I have, however, heard of horses stampeding through fences due to fireworks and causing injuries or even fatalities. That risk is still present if stabled though as horses are more than strong enough to break out of their stable by sheer force, especially when panicking.

Saying that though, horses like a routine.  Their stress levels will be greater if you break their routine.  Therefore, it is often better to treat them as you normally would rather than suddenly go against their routine.
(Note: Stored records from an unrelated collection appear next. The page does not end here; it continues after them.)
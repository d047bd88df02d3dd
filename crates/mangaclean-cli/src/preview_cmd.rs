use std::path::Path;

use mangaclean::render_preview;

use crate::shared::open_pdf;

pub fn run(file: &Path, out: &Path) -> Result<(), i32> {
    let doc = open_pdf(file)?;
    let preview = render_preview(&doc).map_err(|e| {
        eprintln!("Error: failed to render preview: {e}");
        1
    })?;
    let Some(preview) = preview else {
        eprintln!("Error: {} has no pages", file.display());
        return Err(1);
    };
    preview.save_png(out).map_err(|e| {
        eprintln!("Error: {e}");
        1
    })?;
    eprintln!(
        "Preview of page {} written to {}",
        preview.page_index + 1,
        out.display()
    );
    Ok(())
}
Stereo to distract from fireworks
Put on some music to help distract from the fireworks
How best to Help

Whether they are stabled or in a field you can do things to make them as calm and safe as possible;

  • Around bonfire night/ New Years Eve keep your eye out for local firework displays. Also, talk to your neighbours to see if they are letting any fireworks off.  This will help you prepare more as you will know how close they will be and the times they will be set off.
  • Allowing them to at least see a companion can help calm them down a bit
  • Putting on some music; that can both muffle the noise of fireworks and distract the horse from the fireworks.
  • Make sure there is no debris/ hazards in the stable or field that they could injure themselves on.
  • Try and ensure the field or stable is as secure as possible.
  • Ensure your horse is not left alone; someone needs to be there in case something goes wrong.  However, if a horse panics do NOT go in a stable with it.  If you do you will cause it more stress and may get injured.
  • Make sure you have your vet’s number in case they have an injury or are becoming extremely distressed.
  • If your horse has previously been distressed by fireworks talk to your vet about using sedatives to keep them calm.  Sedatives are not suitable for all horses.  Also, if your horse is sedated you must stay with them until it wears off to monitor them for problems with breathing, falling over and colic.
Further Advice

The British Horse Society also gives out information on how to help your horse around fireworks.

I hope this blog helps horse owners, riders and general members of the public to understand the issues facing horses and to try to help to reduce the horse’s fear levels.